## ENTRIES SUPPLIED
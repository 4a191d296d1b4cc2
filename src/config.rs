use crate::error::Error;
use serde::Deserialize;
use std::time::Duration;

#[derive(Debug, Clone, Deserialize)]
pub struct Config {
    #[serde(default = "default_database_url")]
    pub database_url: String,
    #[serde(default = "default_gateway_url")]
    pub gateway_url: String,
    #[serde(default = "default_domain_id")]
    pub gateway_domain_id: String,
    #[serde(default)]
    pub gateway_login: String,
    #[serde(default)]
    pub gateway_password: String,
    #[serde(default = "default_sender_id")]
    pub gateway_sender_id: String,
    #[serde(default = "default_gateway_timeout")]
    pub gateway_timeout_ms: u64,
    #[serde(default = "default_batch_size")]
    pub batch_size: i64,
    #[serde(default = "default_sweep_interval")]
    pub sweep_interval_ms: u64,
    #[serde(default = "default_claim_lease")]
    pub claim_lease_secs: u64,
    #[serde(default = "default_health_port")]
    pub health_port: u16,
    pub sentry_dsn: Option<String>,
}

/// Everything the gateway client needs, fixed at construction.
#[derive(Debug, Clone)]
pub struct GatewayConfig {
    pub base_url: String,
    pub domain_id: String,
    pub login: String,
    pub password: String,
    pub sender_id: String,
    pub timeout: Duration,
}

fn default_database_url() -> String {
    "sqlite://data.db".to_string()
}

fn default_gateway_url() -> String {
    "http://www.altiria.net/api/http".to_string()
}

fn default_domain_id() -> String {
    "comercial".to_string()
}

fn default_sender_id() -> String {
    "agoravot".to_string()
}

fn default_gateway_timeout() -> u64 {
    10_000
}

fn default_batch_size() -> i64 {
    10
}

fn default_sweep_interval() -> u64 {
    5000 // Default to 5 seconds
}

fn default_claim_lease() -> u64 {
    300
}

fn default_health_port() -> u16 {
    8080
}

impl Config {
    pub fn load() -> Result<Self, Error> {
        dotenvy::dotenv().ok();

        let config = envy::from_env::<Config>()?;
        config.validate()?;

        Ok(config)
    }

    /// Checks credentials and limits before anything touches the gateway or the store.
    pub fn validate(&self) -> Result<(), Error> {
        if self.database_url.trim().is_empty() {
            return Err(Error::Configuration("DATABASE_URL is empty".into()));
        }
        if self.gateway_login.is_empty() {
            return Err(Error::Configuration("GATEWAY_LOGIN is not set".into()));
        }
        if self.gateway_password.is_empty() {
            return Err(Error::Configuration("GATEWAY_PASSWORD is not set".into()));
        }
        if self.gateway_domain_id.is_empty() {
            return Err(Error::Configuration("GATEWAY_DOMAIN_ID is empty".into()));
        }
        reqwest::Url::parse(&self.gateway_url).map_err(|e| {
            Error::Configuration(format!("GATEWAY_URL {:?} is invalid: {}", self.gateway_url, e))
        })?;
        if self.batch_size <= 0 {
            return Err(Error::Configuration("BATCH_SIZE must be positive".into()));
        }
        if self.sweep_interval_ms == 0 {
            return Err(Error::Configuration("SWEEP_INTERVAL_MS must be positive".into()));
        }
        if self.claim_lease_secs == 0 {
            return Err(Error::Configuration("CLAIM_LEASE_SECS must be positive".into()));
        }
        // A claim is renewed before every send, so one send must fit inside the lease.
        if self.claim_lease_secs.saturating_mul(1000) <= self.gateway_timeout_ms {
            return Err(Error::Configuration(format!(
                "CLAIM_LEASE_SECS ({}s) must exceed GATEWAY_TIMEOUT_MS ({}ms)",
                self.claim_lease_secs, self.gateway_timeout_ms
            )));
        }

        Ok(())
    }

    pub fn gateway(&self) -> GatewayConfig {
        GatewayConfig {
            base_url: self.gateway_url.clone(),
            domain_id: self.gateway_domain_id.clone(),
            login: self.gateway_login.clone(),
            password: self.gateway_password.clone(),
            sender_id: self.gateway_sender_id.clone(),
            timeout: Duration::from_millis(self.gateway_timeout_ms),
        }
    }

    pub fn claim_lease(&self) -> Duration {
        Duration::from_secs(self.claim_lease_secs)
    }
}
use crate::config::GatewayConfig;
use crate::error::Error;
use crate::response::{self, GatewayResponse};
use async_trait::async_trait;
use reqwest::header::ACCEPT;
use std::sync::Arc;
use tracing::{debug, instrument};

/// Outbound side of the delivery gateway protocol.
#[async_trait]
pub trait Gateway: Send + Sync {
    async fn send_message(&self, destination: &str, body: &str) -> Result<GatewayResponse, Error>;

    async fn get_credit(&self) -> Result<GatewayResponse, Error>;
}

#[async_trait]
impl<T: Gateway + ?Sized> Gateway for Arc<T> {
    async fn send_message(&self, destination: &str, body: &str) -> Result<GatewayResponse, Error> {
        (**self).send_message(destination, body).await
    }

    async fn get_credit(&self) -> Result<GatewayResponse, Error> {
        (**self).get_credit().await
    }
}

pub struct GatewayClient {
    http: reqwest::Client,
    config: GatewayConfig,
}

impl GatewayClient {
    pub fn new(config: GatewayConfig) -> Result<Self, Error> {
        let http = reqwest::Client::builder()
            .timeout(config.timeout)
            .build()
            .map_err(|e| Error::Configuration(format!("failed to build HTTP client: {}", e)))?;

        Ok(Self { http, config })
    }

    async fn post(&self, form: &[(&str, &str)]) -> Result<GatewayResponse, Error> {
        let response = self
            .http
            .post(&self.config.base_url)
            .header(ACCEPT, "text/plain")
            .form(form)
            .send()
            .await?
            .error_for_status()?;

        let text = response.text().await?;
        debug!(response = %text, "Gateway replied.");

        Ok(response::parse(&text))
    }
}

#[async_trait]
impl Gateway for GatewayClient {
    #[instrument(skip(self, body))]
    async fn send_message(&self, destination: &str, body: &str) -> Result<GatewayResponse, Error> {
        self.post(&[
            ("cmd", "sendsms"),
            ("domainId", self.config.domain_id.as_str()),
            ("login", self.config.login.as_str()),
            ("passwd", self.config.password.as_str()),
            ("dest", destination),
            ("msg", body),
            ("senderId", self.config.sender_id.as_str()),
        ])
        .await
    }

    #[instrument(skip(self))]
    async fn get_credit(&self) -> Result<GatewayResponse, Error> {
        self.post(&[
            ("cmd", "getcredit"),
            ("domainId", self.config.domain_id.as_str()),
            ("login", self.config.login.as_str()),
            ("passwd", self.config.password.as_str()),
        ])
        .await
    }
}
use crate::error::Error;
use chrono::{DateTime, Utc};
use sqlx::FromRow;
use std::fmt;

pub const MAX_DESTINATION_LEN: usize = 16;
pub const MAX_BODY_LEN: usize = 160;
pub const MAX_GATEWAY_STATUS_LEN: usize = 20;
pub const MAX_GATEWAY_RESPONSE_LEN: usize = 400;

#[derive(Debug, Clone, Copy, PartialEq, Eq, sqlx::Type)]
#[repr(i32)]
pub enum MessageStatus {
    Queued = 0,
    SentOk = 1,
    SentError = -1,
}

impl MessageStatus {
    pub fn is_terminal(self) -> bool {
        !matches!(self, MessageStatus::Queued)
    }
}

#[derive(Debug, Clone, FromRow)]
pub struct Message {
    pub id: i64,
    pub created: DateTime<Utc>,
    pub modified: DateTime<Utc>,
    pub destination: String,
    pub body: String,
    pub status: MessageStatus,
    pub gateway_status: Option<String>,
    pub gateway_response: Option<String>,
}

impl fmt::Display for Message {
    fn fmt(&self, f: &mut fmt::Formatter<'_>) -> fmt::Result {
        write!(
            f,
            "#{} [{:?}] {} {:?} (created {}, modified {}",
            self.id,
            self.status,
            self.destination,
            self.body,
            self.created.to_rfc3339(),
            self.modified.to_rfc3339(),
        )?;
        if let Some(status) = &self.gateway_status {
            write!(f, ", gateway {}", status)?;
        }
        if let Some(response) = &self.gateway_response {
            write!(f, ", response {:?}", response)?;
        }
        write!(f, ")")
    }
}

/// Rejects destinations and bodies the gateway protocol cannot carry.
pub fn validate_outgoing(destination: &str, body: &str) -> Result<(), Error> {
    let destination_len = destination.chars().count();
    if destination_len == 0 || destination_len > MAX_DESTINATION_LEN {
        return Err(Error::InvalidMessage(format!(
            "destination must be 1..={} characters, got {}",
            MAX_DESTINATION_LEN, destination_len
        )));
    }
    let body_len = body.chars().count();
    if body_len == 0 || body_len > MAX_BODY_LEN {
        return Err(Error::InvalidMessage(format!(
            "body must be 1..={} characters, got {}",
            MAX_BODY_LEN, body_len
        )));
    }
    Ok(())
}

pub fn truncate_chars(value: &str, max: usize) -> String {
    match value.char_indices().nth(max) {
        Some((end, _)) => value[..end].to_string(),
        None => value.to_string(),
    }
}
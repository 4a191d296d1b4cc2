//! Parser for the gateway's line-oriented `key:value` reply format.

use crate::error::Error;
use std::collections::HashMap;

/// Key holding the remaining balance in a `getcredit` reply.
pub const CREDIT_KEY: &str = "credit(0)";

#[derive(Debug, Clone, PartialEq, Eq)]
pub struct GatewayResponseLine {
    pub fields: HashMap<String, String>,
    pub is_error: bool,
    lead: String,
}

impl GatewayResponseLine {
    pub fn get(&self, key: &str) -> Option<&str> {
        self.fields.get(key).map(String::as_str)
    }

    /// Short status token: the `STATUS` value when present, else the first key on the line.
    pub fn status_token(&self) -> &str {
        match self.get("STATUS") {
            Some(status) if !status.is_empty() => status,
            _ => self.lead.as_str(),
        }
    }
}

#[derive(Debug, Clone, PartialEq, Eq)]
pub struct GatewayResponse {
    pub lines: Vec<GatewayResponseLine>,
    pub raw: String,
}

impl GatewayResponse {
    pub fn first(&self) -> Option<&GatewayResponseLine> {
        self.lines.first()
    }

    pub fn is_error(&self) -> bool {
        self.first().is_some_and(|line| line.is_error)
    }

    pub fn credit(&self) -> Result<&str, Error> {
        self.first()
            .and_then(|line| line.get(CREDIT_KEY))
            .ok_or_else(|| {
                Error::Protocol(format!("no {} in credit reply {:?}", CREDIT_KEY, self.raw))
            })
    }
}

pub fn parse(raw: &str) -> GatewayResponse {
    let lines = raw
        .split('\n')
        .filter(|line| !line.trim().is_empty())
        .map(parse_line)
        .collect();

    GatewayResponse {
        lines,
        raw: raw.to_string(),
    }
}

fn parse_line(line: &str) -> GatewayResponseLine {
    let mut fields = HashMap::new();
    let mut lead = None;

    for token in line.split(' ') {
        let (key, value) = token.split_once(':').unwrap_or((token, ""));
        let key = key.trim();
        if lead.is_none() && !key.is_empty() {
            lead = Some(key.to_string());
        }
        fields.insert(key.to_string(), value.trim().to_string());
    }

    GatewayResponseLine {
        fields,
        is_error: line.starts_with("ERROR"),
        lead: lead.unwrap_or_default(),
    }
}
//! Configuration for the reading-order pipeline.
//!
//! Every tunable of the engine lives in one of these immutable structs and
//! is passed by reference into each call; there is no global state, so
//! callers (and tests) can run with different tuning side by side.

use std::fmt;
use std::str::FromStr;

use serde::{Deserialize, Serialize};

use crate::error::{Error, Result};
use crate::layout::placed::PlacedShape;
use crate::layout::row_threshold::row_threshold;

/// Which ordering strategy the pipeline runs.
#[derive(Debug, Clone, Copy, PartialEq, Eq, Default, Serialize, Deserialize)]
pub enum ReadingOrderStrategyType {
    /// XY-Cut column detection, then row grouping per region
    #[default]
    #[serde(rename = "xy_cut")]
    XYCut,
    /// Row grouping over the whole page
    #[serde(rename = "simple")]
    Simple,
}

/// Tolerance used to decide whether two shapes share a row.
#[derive(Debug, Clone, Copy, PartialEq, Default, Serialize, Deserialize)]
#[serde(try_from = "RowThresholdRepr", into = "RowThresholdRepr")]
pub enum RowThreshold {
    /// Estimate from text heights of the shapes being grouped
    #[default]
    Auto,
    /// Fixed tolerance in points
    Fixed(f32),
}

impl RowThreshold {
    /// A fixed threshold, rejecting negative or non-finite values.
    pub fn fixed(points: f32) -> Result<Self> {
        if points.is_finite() && points >= 0.0 {
            Ok(Self::Fixed(points))
        } else {
            Err(Error::InvalidRowThreshold(points.to_string()))
        }
    }

    /// The threshold to use for grouping `shapes`.
    ///
    /// `Auto` is estimated over exactly the shapes passed in, so each region
    /// handed to the row grouper gets its own tolerance.
    pub fn resolve(&self, shapes: &[PlacedShape], adaptive: &AdaptiveThresholdConfig) -> f32 {
        match *self {
            Self::Auto => row_threshold(shapes, adaptive),
            Self::Fixed(points) => points,
        }
    }
}

impl FromStr for RowThreshold {
    type Err = Error;

    /// Parse `"auto"` (any case) or a number of points.
    fn from_str(s: &str) -> Result<Self> {
        let trimmed = s.trim();
        if trimmed.eq_ignore_ascii_case("auto") {
            return Ok(Self::Auto);
        }
        let points: f32 = trimmed
            .parse()
            .map_err(|_| Error::InvalidRowThreshold(s.to_string()))?;
        Self::fixed(points).map_err(|_| Error::InvalidRowThreshold(s.to_string()))
    }
}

## TO DO
Beginning with the line holding "pub fn credit(&self)" and ending with the line holding "lead = Some(key.to_string());", write out the stretch of material above exactly; add no further lines.

## REPLY TO THE TASK
    pub fn credit(&self) -> Result<&str, Error> {
        self.first()
            .and_then(|line| line.get(CREDIT_KEY))
            .ok_or_else(|| {
                Error::Protocol(format!("no {} in credit reply {:?}", CREDIT_KEY, self.raw))
            })
    }
}

pub fn parse(raw: &str) -> GatewayResponse {
    let lines = raw
        .split('\n')
        .filter(|line| !line.trim().is_empty())
        .map(parse_line)
        .collect();

    GatewayResponse {
        lines,
        raw: raw.to_string(),
    }
}

fn parse_line(line: &str) -> GatewayResponseLine {
    let mut fields = HashMap::new();
    let mut lead = None;

    for token in line.split(' ') {
        let (key, value) = token.split_once(':').unwrap_or((token, ""));
        let key = key.trim();
        if lead.is_none() && !key.is_empty() {
            lead = Some(key.to_string());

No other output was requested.